Sci. STKE, 22 June 2004
MICROBIOLOGY Forming Safe Havens Within
The propagation of invasive bacteria and mycobacteria is tightly linked to their ability to withstand delivery to the degradative compartment of the cell, the lysosome. Walburger et al. identify a mycobacterial protein involved in the modulation of phagosome-lysosome trafficking. Protein kinase G, a eukaryotic-like serine/threonine kinase from the pathogenic mycobacterium Mycobacterium tuberculosis, is responsible for inhibiting phagosome-lysosome fusion, promoting mycobacterial survival inside macrophages. Hernandez et al. find that Salmonella, the food-poisoning and typhoid fever bacterium, modulates vesicular trafficking by altering phosphoinositide metabolism through SopB, a phosphoinositide phosphatase. SopB is delivered into host cells by an invasion-associated specialized secretion system and mediates the formation of a characteristic very spacious phagosome within which Salmonella resides after internalization. In the absence of SopB, invading Salmonella reside within tight phagosomes and exhibit a membrane trafficking defect and impaired bacterial intracellular growth.

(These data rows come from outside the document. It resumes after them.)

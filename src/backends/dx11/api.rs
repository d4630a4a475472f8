use crate::{OnyxApiDef, OnyxResult};
use std::sync::Arc;

use crate::dx11::{Dx11DeviceOps, OnyxDeviceContextDx11, OnyxDeviceContextDx11Inner};

/// Dx11-specific configuration
#[derive(Default)]
pub struct OnyxApiDefDx11 {
    /// Force the software op-stream command buffer even when the driver supports real deferred
    /// command lists
    pub force_emulated_command_buffers: bool,
}

pub struct OnyxApiDx11 {
    device_context: Option<OnyxDeviceContextDx11>,
}

impl Drop for OnyxApiDx11 {
    fn drop(&mut self) {
        self.destroy().unwrap();
    }
}

impl OnyxApiDx11 {
    /// Create the API over the default hardware adapter.
    ///
    /// # Safety
    ///
    /// GPU programming is fundamentally unsafe. The API object must outlive every object created
    /// through it.
    #[cfg(windows)]
    pub unsafe fn new(
        _api_def: &OnyxApiDef,
        dx11_api_def: &OnyxApiDefDx11,
    ) -> OnyxResult<Self> {
        let device_ops = super::ffi::FfiDevice::new()?;
        Self::from_device_ops(device_ops, dx11_api_def)
    }

    #[cfg(not(windows))]
    pub unsafe fn new(
        _api_def: &OnyxApiDef,
        _dx11_api_def: &OnyxApiDefDx11,
    ) -> OnyxResult<Self> {
        Err("The D3D11 backend requires a native device. On non-Windows platforms, wrap an \
             existing device with OnyxApiDx11::from_device_ops"
            .into())
    }

    /// Create the API over an already-created native device (or a software implementation of the
    /// native surface).
    pub fn from_device_ops(
        device_ops: Arc<dyn Dx11DeviceOps>,
        dx11_api_def: &OnyxApiDefDx11,
    ) -> OnyxResult<Self> {
        log::trace!("Creating OnyxApiDx11");

        let inner = Arc::new(OnyxDeviceContextDx11Inner::new(
            device_ops,
            dx11_api_def.force_emulated_command_buffers,
        )?);
        let device_context = OnyxDeviceContextDx11::new(inner)?;

        Ok(OnyxApiDx11 {
            device_context: Some(device_context),
        })
    }

    pub fn device_context(&self) -> &OnyxDeviceContextDx11 {
        self.device_context.as_ref().unwrap()
    }

    pub fn destroy(&mut self) -> OnyxResult<()> {
        if let Some(device_context) = self.device_context.take() {
            // Clean up the device context if the caller kept no other clones of it
            let inner = device_context.inner.clone();
            std::mem::drop(device_context);

            let _strong_count = Arc::strong_count(&inner);

            #[cfg(debug_assertions)]
            #[cfg(feature = "track-device-contexts")]
            {
                if _strong_count > 1 {
                    let all_contexts = inner.all_contexts.lock().unwrap();
                    for (k, v) in all_contexts.iter() {
                        let mut v = v.clone();
                        v.resolve();
                        log::warn!("device context {} not dropped before destroy: {:?}", k, v);
                    }
                }
            }
        }

        Ok(())
    }
}
#[cfg(feature = "onyx-dx11")]
use crate::dx11::OnyxTextureDx11;
#[cfg(any(feature = "onyx-empty", not(feature = "onyx-dx11")))]
use crate::empty::OnyxTextureEmpty;
use crate::OnyxTextureDef;

#[derive(Clone, Debug)]
pub enum OnyxTexture {
    #[cfg(feature = "onyx-dx11")]
    Dx11(OnyxTextureDx11),
    #[cfg(any(feature = "onyx-empty", not(feature = "onyx-dx11")))]
    Empty(OnyxTextureEmpty),
}

impl OnyxTexture {
    pub fn texture_def(&self) -> &OnyxTextureDef {
        match self {
            #[cfg(feature = "onyx-dx11")]
            OnyxTexture::Dx11(inner) => inner.texture_def(),
            #[cfg(any(feature = "onyx-empty", not(feature = "onyx-dx11")))]
            OnyxTexture::Empty(inner) => inner.texture_def(),
        }
    }

    /// Update the externally supplied residency priority (-1.0 lowest .. 1.0 highest) for the
    /// texture's backing memory
    pub fn set_memory_priority(
        &self,
        priority: f32,
    ) {
        match self {
            #[cfg(feature = "onyx-dx11")]
            OnyxTexture::Dx11(inner) => inner.set_memory_priority(priority),
            #[cfg(any(feature = "onyx-empty", not(feature = "onyx-dx11")))]
            OnyxTexture::Empty(inner) => inner.set_memory_priority(priority),
        }
    }

    /// Get the underlying dx11 API object. This provides access to any internally created
    /// dx11 objects.
    #[cfg(feature = "onyx-dx11")]
    pub fn dx11_texture(&self) -> Option<&OnyxTextureDx11> {
        match self {
            #[cfg(feature = "onyx-dx11")]
            OnyxTexture::Dx11(inner) => Some(inner),
            #[cfg(any(feature = "onyx-empty", not(feature = "onyx-dx11")))]
            OnyxTexture::Empty(_) => None,
        }
    }

    #[cfg(any(feature = "onyx-empty", not(feature = "onyx-dx11")))]
    pub fn empty_texture(&self) -> Option<&OnyxTextureEmpty> {
        match self {
            #[cfg(feature = "onyx-dx11")]
            OnyxTexture::Dx11(_) => None,
            #[cfg(any(feature = "onyx-empty", not(feature = "onyx-dx11")))]
            OnyxTexture::Empty(inner) => Some(inner),
        }
    }
}
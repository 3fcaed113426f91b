//! JSON description of one list view.

use std::collections::BTreeMap;
use std::fs;
use std::path::Path;

use serde::{Deserialize, Serialize};
use viewstate_model::{DEFAULT_LIMIT, FieldCatalogue, FieldSpec, Filter, SearchState, ViewState};

use crate::codec::{FilterCodec, JsonCodec, ListCodec, PrimitiveCodec};
use crate::error::{QueryError, Result};
use crate::registry::{FilterRegistry, FilterSpec};

/// Which stock codec a filter uses on the wire.
#[derive(Debug, Clone, Copy, Default, PartialEq, Eq, Serialize, Deserialize)]
#[serde(rename_all = "lowercase")]
pub enum CodecKind {
    #[default]
    Primitive,
    List,
    Json,
}

impl CodecKind {
    fn build(self) -> Box<dyn FilterCodec> {
        match self {
            Self::Primitive => Box::new(PrimitiveCodec),
            Self::List => Box::new(ListCodec),
            Self::Json => Box::new(JsonCodec),
        }
    }
}

/// Default value and codec of one filter.
#[derive(Debug, Clone, PartialEq, Serialize, Deserialize)]
pub struct FilterDefinition {
    #[serde(default)]
    pub default: Filter,
    #[serde(default)]
    pub codec: CodecKind,
}

/// Filters, fields and paging of one list view.
///
/// ```json
/// {
///   "search_field": "name",
///   "filters": {
///     "status": { "default": { "enabled": true, "value": "open" } },
///     "tags": { "default": { "value": [] }, "codec": "list" }
///   },
///   "fields": [{ "id": "id", "fixed": true }, { "id": "name", "sortable": true }],
///   "limit": 50
/// }
/// ```
#[derive(Debug, Clone, PartialEq, Serialize, Deserialize)]
pub struct ViewDefinition {
    #[serde(default, skip_serializing_if = "Option::is_none")]
    pub search_field: Option<String>,
    #[serde(default)]
    pub filters: BTreeMap<String, FilterDefinition>,
    #[serde(default)]
    pub fields: Vec<FieldSpec>,
    #[serde(default = "default_limit")]
    pub limit: u64,
    #[serde(default, skip_serializing_if = "Option::is_none")]
    pub offset: Option<u64>,
}

fn default_limit() -> u64 {
    DEFAULT_LIMIT
}

impl ViewDefinition {
    /// Parse and validate a definition.
    pub fn from_json_str(text: &str) -> Result<Self> {
        let definition: Self =
            serde_json::from_str(text).map_err(|err| QueryError::config(err.to_string()))?;
        definition.validate()?;
        Ok(definition)
    }

    pub fn from_path(path: impl AsRef<Path>) -> Result<Self> {
        let text = fs::read_to_string(path)?;
        Self::from_json_str(&text)
    }

    fn validate(&self) -> Result<()> {
        if self.limit == 0 {
            return Err(QueryError::config("limit must be greater than zero"));
        }
        self.catalogue()
            .map_err(|err| QueryError::config(err.to_string()))?;
        Ok(())
    }

    /// Registry with one specification per declared filter.
    #[must_use]
    pub fn registry(&self) -> FilterRegistry {
        self.filters
            .iter()
            .fold(FilterRegistry::new(), |registry, (id, definition)| {
                registry.with(
                    id.clone(),
                    FilterSpec::new(definition.default.clone())
                        .with_shared_codec(definition.codec.build().into()),
                )
            })
    }

    pub fn catalogue(&self) -> Result<FieldCatalogue> {
        Ok(FieldCatalogue::new(self.fields.clone())?)
    }

    /// State of a freshly mounted view: empty search, default filters,
    /// default fields.
    pub fn initial_state(&self) -> Result<ViewState> {
        let catalogue = self.catalogue()?;
        let filters = (!self.filters.is_empty()).then(|| self.registry().default_filters());
        Ok(ViewState {
            search: self
                .search_field
                .as_ref()
                .map(|field| SearchState::new(field.clone(), "")),
            json_filter: None,
            filters,
            fields: catalogue.default_fields(),
            offset: self.offset,
            limit: self.limit,
        })
    }
}

#[cfg(test)]
mod tests {
    use super::*;
    use serde_json::json;
    use viewstate_model::FieldState;

    const VIEW: &str = r#"{
        "search_field": "name",
        "filters": {
            "status": { "default": { "enabled": true, "value": "open" } },
            "tags": { "default": { "value": [] }, "codec": "list" }
        },
        "fields": [
            { "id": "id", "fixed": true, "visible": false },
            { "id": "name", "sortable": true },
            { "id": "notes", "visible": false }
        ],
        "limit": 50
    }"#;

    #[test]
    fn parses_definition() {
        let view = ViewDefinition::from_json_str(VIEW).unwrap();
        assert_eq!(view.search_field.as_deref(), Some("name"));
        assert_eq!(view.filters["tags"].codec, CodecKind::List);
        assert_eq!(view.filters["status"].codec, CodecKind::Primitive);
        assert_eq!(view.limit, 50);
    }

    #[test]
    fn initial_state_uses_defaults() {
        let state = ViewDefinition::from_json_str(VIEW)
            .unwrap()
            .initial_state()
            .unwrap();
        assert_eq!(state.search, Some(SearchState::new("name", "")));
        assert_eq!(state.enabled_filter_ids(), vec!["status"]);
        assert_eq!(
            state.fields,
            vec![FieldState::fixed("id"), FieldState::new("name")]
        );
        assert_eq!((state.offset, state.limit), (None, 50));
    }

    #[test]
    fn registry_uses_declared_codecs() {
        let registry = ViewDefinition::from_json_str(VIEW).unwrap().registry();
        let filter = Filter::enabled(json!(["a", "b"]));
        assert_eq!(registry.serialize("tags", &filter).unwrap(), "(a)(b)");
    }

    #[test]
    fn empty_definition_has_no_filters() {
        let view = ViewDefinition::from_json_str("{}").unwrap();
        assert_eq!(view.limit, DEFAULT_LIMIT);
        let state = view.initial_state().unwrap();
        assert!(state.filters.is_none());
        assert!(state.search.is_none());
    }

    #[test]
    fn invalid_definitions_are_rejected() {
        for text in [
            r#"{"limit": 0}"#,
            r#"{"fields": [{"id": "a"}, {"id": "a"}]}"#,
            r#"{"filters": {"x": {"codec": "yaml"}}}"#,
            "not json",
        ] {
            assert!(
                matches!(
                    ViewDefinition::from_json_str(text),
                    Err(QueryError::Config { .. })
                ),
                "text {text}"
            );
        }
    }

    #[test]
    fn missing_file_is_an_io_error() {
        assert!(matches!(
            ViewDefinition::from_path("/nonexistent/view.json"),
            Err(QueryError::Io(_))
        ));
    }
}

A. Walburger, A. Koul, G. Ferrari, L. Nguyen, C. Prescianotto-Baschong, K. Huygen, B. Klebl, C. Thompson, G. Bacher, J. Pieters, Protein kinase G from pathogenic mycobacteria promotes survival within macrophages. Science 304, 1800-1804 (2004). [Abstract] [Full Text]
Citation: Forming Safe Havens Within. Sci. STKE 2004, tw226 (2004).